特設サイト第90回 漢方処方解説(45)小建中湯
すでに3年目に入った新型コロナウイルス感染症も、新たな変異株の感染性の高さからか、これまでにない新規感染者数の増加に見舞われており、なんとも不安な日々が続きます。
気温の高い中でのマスクは息苦しいものですが、手指消毒やワクチン接種とともに、自身を護る術としては必須のものとなっています。
さて、今回は久しぶりに処方解説をと思い、小建中湯(しょうけんちゅうとう)を取り上げます。
この処方は、虚弱体質の改善を期待して用いられることが多い処方で、腹部膨満感や腹痛に用いられる桂枝加芍薬湯(けいしかしゃくやくとう)に膠飴(こうい)を加えたものです。
桂枝加芍薬湯は、桂枝、芍薬、甘草、生姜、大棗からなる桂枝湯の芍薬を倍量にしたものです。桂枝湯は、虚弱者の風邪(感冒)初期に用いる処方で、悪寒や発熱、頭痛などの症状があり、自然発汗がある場合に用いるとされます。この処方の芍薬を増量すると、腹痛や下痢、残便感などの消化器症状に対応する処方に変わり、過敏性腸症候群の第一選択の漢方薬となります。芍薬一つで、感冒の薬からお腹の薬に変わってしまうのは、漢方薬の「処方の妙」と言われますが、その詳細は残念ながら不明です。
膠飴という生薬は、元々、もち米やうるち米、小麦粉に麦芽を加えて加工した飴糖であり、麦芽糖を主体としたものです。最近では、トウモロコシやキャッサバ、ジャガイモ、サツマイモもしくはイネのでんぷんを塩酸、シュウ酸、アミラーゼまたは麦芽汁などで糖化した後、乾燥して作られており、国産で賄える生薬としても知られています。臨床的には、強壮、鎮痛、健胃、緩和作用をもち、急迫症状に用いるとされます。
小建中湯
小建中湯は、胃腸虚弱で、やせ型の方に用いることが多く、腹痛を主とする場合と、疲労倦怠感、動悸、息切れなどを主とする場合があります。また、重労働や急性疾患で体力を消耗した場合に用いることもあると言われています。小学生が遠足や運動会ではしゃぎすぎて体力を消耗し、夜に発熱した場合などに一服すると朝には熱も下がると教えられた記憶があります。

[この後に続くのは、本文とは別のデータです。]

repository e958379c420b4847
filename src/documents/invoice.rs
use super::format::format_money;
use crate::business_store::{
    Billboard, BillboardRecord, BusinessStore, Client, ClientPayment, ClientPaymentRecord,
    RecordStore, Rental, RentalRecord, StoreError,
};
use crate::config::BusinessSettings;
use anyhow::{anyhow, Result};
use chrono::{Days, NaiveDate};
use rand::Rng;
use rand_distr::Alphanumeric;
use serde::{Deserialize, Serialize};
use std::fmt::Write;
use thiserror::Error;
use tracing::info;

#[derive(Debug, Error, PartialEq, Eq)]
pub enum InvoiceError {
    #[error("billboard {0} has no rental to invoice")]
    NoRental(String),

    #[error("rental {rental_id} does not belong to billboard {billboard_id}")]
    RentalMismatch {
        rental_id: String,
        billboard_id: String,
    },
}

/// `INV-YYYYMMDD-XXXX`, with four random uppercase letters or digits.
pub fn generate_invoice_number(date: NaiveDate) -> String {
    let suffix: String = rand::rng()
        .sample_iter(&Alphanumeric)
        .take(4)
        .map(|b| char::from(b).to_ascii_uppercase())
        .collect();
    format!("INV-{}-{}", date.format("%Y%m%d"), suffix)
}

/// Body of an invoice request. Everything except the amount is optional.
#[derive(Clone, Debug, Deserialize)]
pub struct InvoiceRequest {
    pub amount: f64,
    #[serde(default)]
    pub description: String,
    #[serde(default)]
    pub invoice_number: Option<String>,
    #[serde(default)]
    pub due_date: Option<NaiveDate>,
    /// Defaults to the billboard's active rental.
    #[serde(default)]
    pub rental_id: Option<String>,
}

#[derive(Clone, Debug, PartialEq, Serialize)]
pub struct BillTo {
    pub company_name: String,
    pub contact_person: String,
    pub contact_email: String,
}

#[derive(Clone, Debug, PartialEq, Serialize)]
pub struct InvoiceDocument {
    pub invoice_number: String,
    pub invoice_date: NaiveDate,
    pub due_date: NaiveDate,
    pub location: String,
    pub size: String,
    pub billboard_type: String,
    pub bill_to: Option<BillTo>,
    pub description: String,
    pub amount: f64,
}

impl InvoiceDocument {
    pub fn file_name(&self) -> String {
        format!("invoice-{}.txt", self.invoice_number)
    }

    pub fn render(&self, settings: &BusinessSettings) -> String {
        let mut out = String::new();
        // Writing into a String cannot fail.
        let _ = self.write_to(&mut out, settings);
        out
    }

    fn write_to(&self, out: &mut String, settings: &BusinessSettings) -> std::fmt::Result {
        writeln!(out, "INVOICE")?;
        writeln!(out)?;
        writeln!(out, "Invoice No: {}", self.invoice_number)?;
        writeln!(out, "Date: {}", self.invoice_date)?;
        writeln!(out, "Due Date: {}", self.due_date)?;
        writeln!(out)?;
        writeln!(out, "Billboard Details:")?;
        writeln!(out, "Location: {}", self.location)?;
        writeln!(out, "Size: {}", self.size)?;
        writeln!(out, "Type: {}", self.billboard_type)?;
        if let Some(bill_to) = &self.bill_to {
            writeln!(out)?;
            writeln!(out, "Bill To:")?;
            writeln!(out, "Company: {}", bill_to.company_name)?;
            writeln!(out, "Contact: {}", bill_to.contact_person)?;
            writeln!(out, "Email: {}", bill_to.contact_email)?;
        }
        writeln!(out)?;
        writeln!(out, "Amount Details:")?;
        writeln!(out, "Description: {}", self.description)?;
        writeln!(
            out,
            "Amount: {}",
            format_money(&settings.currency_symbol, self.amount)
        )?;
        writeln!(out)?;
        writeln!(out, "Thank you for your business!")
    }
}

#[derive(Clone, Debug, Serialize)]
pub struct GeneratedInvoice {
    pub payment: ClientPaymentRecord,
    pub invoice: InvoiceDocument,
    pub file_name: String,
    pub text: String,
}

fn pick_rental(
    store: &dyn BusinessStore,
    billboard_id: &str,
    requested: Option<&str>,
) -> Result<RentalRecord> {
    if let Some(rental_id) = requested {
        let rental = RecordStore::<Rental>::get(store, rental_id)?.ok_or_else(|| {
            anyhow!(StoreError::NotFound {
                kind: "rental",
                id: rental_id.to_string(),
            })
        })?;
        if rental.fields.billboard_id != billboard_id {
            return Err(anyhow!(InvoiceError::RentalMismatch {
                rental_id: rental_id.to_string(),
                billboard_id: billboard_id.to_string(),
            }));
        }
        return Ok(rental);
    }

    let rentals = RecordStore::<Rental>::list_by(store, "billboard_id", billboard_id)?;
    rentals
        .iter()
        .find(|r| r.fields.status == "Active")
        .or_else(|| rentals.first())
        .cloned()
        .ok_or_else(|| anyhow!(InvoiceError::NoRental(billboard_id.to_string())))
}

/// Records a pending payment for the billboard's rental and renders the
/// matching invoice.
///
/// The payment covers `invoice_date..=due_date`, carries the description as
/// its notes and the invoice number as its receipt id.
pub fn generate_invoice(
    store: &dyn BusinessStore,
    billboard_id: &str,
    request: InvoiceRequest,
    settings: &BusinessSettings,
    invoice_date: NaiveDate,
) -> Result<GeneratedInvoice> {
    let billboard: BillboardRecord = RecordStore::<Billboard>::get(store, billboard_id)?
        .ok_or_else(|| {
            anyhow!(StoreError::NotFound {
                kind: "billboard",
                id: billboard_id.to_string(),
            })
        })?;
    let rental = pick_rental(store, billboard_id, request.rental_id.as_deref())?;
    let client = RecordStore::<Client>::get(store, &rental.fields.client_id)?;

    let invoice_number = request
        .invoice_number
        .filter(|n| !n.is_empty())
        .unwrap_or_else(|| generate_invoice_number(invoice_date));
    let due_date = match request.due_date {
        Some(date) => date,
        None => invoice_date
            .checked_add_days(Days::new(settings.invoice_due_days.into()))
            .ok_or_else(|| anyhow!("Due date out of range"))?,
    };

    let payment = RecordStore::<ClientPayment>::create(
        store,
        ClientPayment {
            rental_id: rental.id.clone(),
            amount: request.amount,
            payment_date: invoice_date,
            invoice_period_start: invoice_date,
            invoice_period_end: due_date,
            payment_method: None,
            receipt_id: Some(invoice_number.clone()),
            status: "Pending".to_string(),
            notes: Some(request.description.clone()),
        },
    )?;

    let invoice = InvoiceDocument {
        invoice_number,
        invoice_date,
        due_date,
        location: billboard.fields.location,
        size: billboard.fields.size,
        billboard_type: billboard.fields.billboard_type,
        bill_to: client.map(|c| BillTo {
            company_name: c.fields.company_name,
            contact_person: c.fields.contact_person,
            contact_email: c.fields.contact_email,
        }),
        description: request.description,
        amount: request.amount,
    };
    info!(
        "Generated invoice {} for rental {}",
        invoice.invoice_number, rental.id
    );

    Ok(GeneratedInvoice {
        file_name: invoice.file_name(),
        text: invoice.render(settings),
        payment,
        invoice,
    })
}
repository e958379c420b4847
mod requests_logging;

pub use requests_logging::{log_requests, RequestsLoggingLevel};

本処方は、「建中湯」類の一つであり、構成生薬を少し変化させることで、黄耆建中湯や当帰建中湯などとすることができます。また、構成生薬はかなり違いますが、大建中湯とともに「中」=「お腹」を「建て直す」作用をもつ一連の処方群として有益なものです。
配合される生薬のわずかな違いで効能効果が変化することは、当然のような気もしますが、とても不思議なことでもありますよね。その詳細を解き明かしてみたいと常々思っています。